Après une pause, Huo Wujiu ajouta sans hâte : « Comment peux-tu être sûr qu'elles seront guéries ? » Cette question laissa Jiang Suizhou momentanément étouffé. Connaître la situation était une chose, mais entendre Huo Wujiu le décrire était une expérience différente.
Le passé sombre et angoissant évoqué par Huo Wujiu semblait contradictoire avec sa manière légère de le mentionner. Jiang Suizhou garda le silence un moment, puis, alors que le regard interrogateur de Huo Wujiu se posait sur lui, il leva les yeux pour regarder par la fenêtre et parla doucement.

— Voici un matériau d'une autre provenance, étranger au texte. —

//! [`WarmingOrchestrator`] (component C11): composes the five warming
//! strategies, each producing a batch of [`WarmingTask`]s for C9.

use std::sync::atomic::{AtomicU64, Ordering};
use std::sync::Arc;

use async_trait::async_trait;

use vericache_core::Clock;
use vericache_l3::{Filter, ProjectionReader};
use vericache_learner::AccessPatternLearner;
use vericache_manager::WarmTrigger;

use crate::config::WarmingConfig;
use crate::error::QueueFull;
use crate::queue::PriorityWarmingQueue;
use crate::task::{Priority, Strategy, WarmingTask};

/// The L3 projections the startup strategy enumerates from, paired with the
/// `key_type` and fetcher used for the tasks each one produces.
const STARTUP_PROJECTIONS: &[(&str, &str)] = &[
    ("recently_active_users", "session"),
    ("recent_completed_generations", "generation_metadata"),
    ("active_teams", "team_membership"),
];

/// Composes the startup, predictive, scheduled, reactive, and burst-recovery
/// warming strategies over a shared [`PriorityWarmingQueue`].
pub struct WarmingOrchestrator {
    config: WarmingConfig,
    queue: Arc<PriorityWarmingQueue>,
    learner: Arc<AccessPatternLearner>,
    l3: Arc<ProjectionReader>,
    clock: Arc<dyn Clock>,
    next_task_id: AtomicU64,
}

impl WarmingOrchestrator {
    /// Creates a new orchestrator over `queue`.
    pub fn new(
        config: WarmingConfig,
        queue: Arc<PriorityWarmingQueue>,
        learner: Arc<AccessPatternLearner>,
        l3: Arc<ProjectionReader>,
        clock: Arc<dyn Clock>,
    ) -> Self {
        Self {
            config,
            queue,
            learner,
            l3,
            clock,
            next_task_id: AtomicU64::new(0),
        }
    }

    /// Runs once on startup: enumerates recently active users, recent
    /// completed generations, and active teams from L3, enqueuing
    /// CRITICAL/HIGH tasks for their session, metadata, and authorization
    /// verdicts. Missing projections are skipped, not fatal.
    pub async fn run_startup(&self) {
        for (projection, key_type) in STARTUP_PROJECTIONS {
            let rows = match self
                .l3
                .fetch_projection(projection, &Filter::any(), self.config.startup_enumeration_limit)
                .await
            {
                Ok(rows) => rows,
                Err(_unregistered) => continue,
            };

            for row in rows {
                self.enqueue(
                    Priority::Critical,
                    Strategy::Startup,
                    key_type,
                    &row.key,
                    key_type,
                    Vec::new(),
                );
            }
        }
    }

    /// Runs one predictive pass: for every user whose predicted next access
    /// falls within `predictive_lookahead`, enqueues LOW-priority tasks for
    /// resource kinds above `predictive_probability_threshold`.
    pub fn run_predictive(&self) {
        let now = self.clock.unix_now();
        let horizon = now + self.config.predictive_lookahead.as_secs();

        for user in self.learner.users() {
            let Some(next_access) = self.learner.next_access_time(&user) else {
                continue;
            };
            if next_access > horizon {
                continue;
            }

            for (kind, probability) in self.learner.likely_resources(&user, 10) {
                if probability < self.config.predictive_probability_threshold {
                    continue;
                }
                let cache_key = format!("auth:{kind}:{user}");
                let _ = self.enqueue(Priority::Low, Strategy::Predictive, &kind, &cache_key, &kind, Vec::new());
            }
        }
    }

    /// Runs one scheduled pass over the default pattern set, as driven by
    /// the cache manager's background trigger.
    pub fn run_scheduled(&self) {
        for key_type in self.config.scheduled_pattern_set.clone() {
            let cache_key = format!("auth:{key_type}:default");
            let _ = self.enqueue(Priority::Medium, Strategy::Scheduled, &key_type, &cache_key, &key_type, Vec::new());
        }
    }

    /// Enqueues a caller-supplied reactive task, e.g. after a cache miss
    /// storm. Priority and fetcher are caller-chosen.
    pub fn enqueue_reactive(
        &self,
        priority: Priority,
        key_type: &str,
        cache_key: &str,
        fetcher_ref: &str,
        tags: Vec<String>,
    ) -> Result<(), QueueFull> {
        self.enqueue(priority, Strategy::Reactive, key_type, cache_key, fetcher_ref, tags)
    }

    /// Runs a burst-recovery pass over `hottest_keys`, called when the
    /// monitor reports aggregate hit rate below its recovery threshold.
    pub fn run_burst_recovery(&self, key_type: &str, fetcher_ref: &str, hottest_keys: &[String]) {
        for key in hottest_keys {
            let _ = self.enqueue(Priority::Medium, Strategy::BurstRecovery, key_type, key, fetcher_ref, Vec::new());
        }
    }

    fn enqueue(
        &self,
        priority: Priority,
        strategy: Strategy,
        key_type: &str,
        cache_key: &str,
        fetcher_ref: &str,
        tags: Vec<String>,
    ) -> Result<(), QueueFull> {
        let id = self.next_task_id.fetch_add(1, Ordering::Relaxed);
        let mut task = WarmingTask::new(
            format!("warm-{id}"),
            priority,
            strategy,
            key_type,
            cache_key,
            fetcher_ref.to_string(),
            self.clock.unix_now(),
        );
        task.tags = tags;
        self.queue.push(task)
    }
}

/// The scheduled strategy is exposed as a [`WarmTrigger`] so the cache
/// manager's background timer can drive it without owning a dependency on
/// this crate.
#[async_trait]
impl WarmTrigger for WarmingOrchestrator {
    async fn trigger_default_warming(&self) {
        self.run_scheduled();
    }
}

#[cfg(test)]
mod tests {
    use super::*;
    use std::collections::BTreeMap;
    use vericache_core::TestClock;
    use vericache_l3::{ProjectionRow, StaticProjectionSource};

    fn orchestrator() -> (WarmingOrchestrator, Arc<PriorityWarmingQueue>, TestClock) {
        let clock = TestClock::default();
        let clock_arc: Arc<dyn Clock> = Arc::new(clock.clone());
        let queue = Arc::new(PriorityWarmingQueue::new(100));
        let learner = Arc::new(AccessPatternLearner::new(Arc::clone(&clock_arc)));
        let l3 = Arc::new(ProjectionReader::new());

        let orchestrator = WarmingOrchestrator::new(
            WarmingConfig::default(),
            Arc::clone(&queue),
            learner,
            l3,
            clock_arc,
        );
        (orchestrator, queue, clock)
    }

    #[tokio::test]
    async fn startup_enumerates_registered_projections_as_critical_tasks() {
        let clock = TestClock::default();
        let clock_arc: Arc<dyn Clock> = Arc::new(clock.clone());
        let queue = Arc::new(PriorityWarmingQueue::new(100));
        let learner = Arc::new(AccessPatternLearner::new(Arc::clone(&clock_arc)));

        let mut l3 = ProjectionReader::new();
        l3.register(
            "recently_active_users",
            Arc::new(StaticProjectionSource::new(vec![ProjectionRow {
                key: "user-1".to_string(),
                payload: Vec::new(),
                attributes: BTreeMap::new(),
            }])),
        );

        let orchestrator = WarmingOrchestrator::new(
            WarmingConfig::default(),
            Arc::clone(&queue),
            learner,
            Arc::new(l3),
            clock_arc,
        );

        orchestrator.run_startup().await;

        let task = queue.pop().expect("a task was enqueued");
        assert_eq!(task.priority, Priority::Critical);
        assert_eq!(task.strategy, Strategy::Startup);
        assert_eq!(task.cache_key, "user-1");
    }

    #[tokio::test]
    async fn unregistered_projections_are_skipped_without_failing() {
        let (orchestrator, queue, _clock) = orchestrator();
        orchestrator.run_startup().await;
        assert_eq!(queue.size(None), 0);
    }

    #[test]
    fn predictive_enqueues_low_priority_tasks_above_threshold() {
        let (orchestrator, queue, clock) = orchestrator();
        for _ in 0..5 {
            orchestrator
                .learner
                .record_access("u1", "verdict", "read", "s1");
            clock.advance(std::time::Duration::from_secs(60));
        }

        orchestrator.run_predictive();

        let task = queue.pop().expect("a predictive task was enqueued");
        assert_eq!(task.priority, Priority::Low);
        assert_eq!(task.strategy, Strategy::Predictive);
    }

    #[test]
    fn reactive_enqueue_respects_caller_supplied_priority() {
        let (orchestrator, queue, _clock) = orchestrator();
        orchestrator
            .enqueue_reactive(Priority::Critical, "verdict", "k1", "echo", vec!["tag1".to_string()])
            .unwrap();

        let task = queue.pop().unwrap();
        assert_eq!(task.priority, Priority::Critical);
        assert_eq!(task.strategy, Strategy::Reactive);
        assert_eq!(task.tags, vec!["tag1".to_string()]);
    }

    #[test]
    fn burst_recovery_enqueues_medium_priority_tasks_over_hot_keys() {
        let (orchestrator, queue, _clock) = orchestrator();
        orchestrator.run_burst_recovery("verdict", "echo", &["k1".to_string(), "k2".to_string()]);

        assert_eq!(queue.size(Some(Priority::Medium)), 2);
    }

    #[tokio::test]
    async fn warm_trigger_impl_runs_the_scheduled_strategy() {
        let (orchestrator, queue, _clock) = orchestrator();
        orchestrator.trigger_default_warming().await;

        let task = queue.pop().expect("scheduled task was enqueued");
        assert_eq!(task.strategy, Strategy::Scheduled);
    }
}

« Si ce prince dit que je peux te guérir, alors je peux te guérir », déclara-t-il. Son visage ne montrait aucune expression, mais la détermination brillait dans ses yeux, une fermeté prête à accomplir quelque chose, même à un prix élevé. Huo Wujiu sentit une pression sur son genou alors que Jiang Suizhou continua.
« Il y a d'innombrables médecins dans le monde. Tous ne se trouvent pas à l'hôpital impérial, et toutes les méthodes de traitement ne s'y trouvent pas non plus. De plus, Jiang Shunheng a fait toutes sortes de mal. Tout n'ira pas dans son sens », ajouta Jiang Suizhou.
Le regard intense de Huo Wujiu fixa Jiang Suizhou. Il voulait lui dire qu'il avait déjà compris ce qu'il avait essayé de faire il y a longtemps. Si Jiang Suizhou ne s'était pas sacrifié pour lui trouver un médecin, Li Changning et Wei Kai ne seraient pas entrés si tôt dans le manoir, et ses jambes ne seraient pas guéries si rapidemnt.
Cependant, Huo Wujiu se tut. À l'époque, il avait estimé que cela ne le concernait pas, mais maintenant, il voulait établir une relation avec Jiang Suizhou. Les pensées éphémères de ce jour-là l'avaient toutefois inquiété, craignant que sa malhonnêteté soit perçue comme de la tromperie.
Incapable de le dire, seul un léger « hmm » émergea, noyé par le claquement des roues.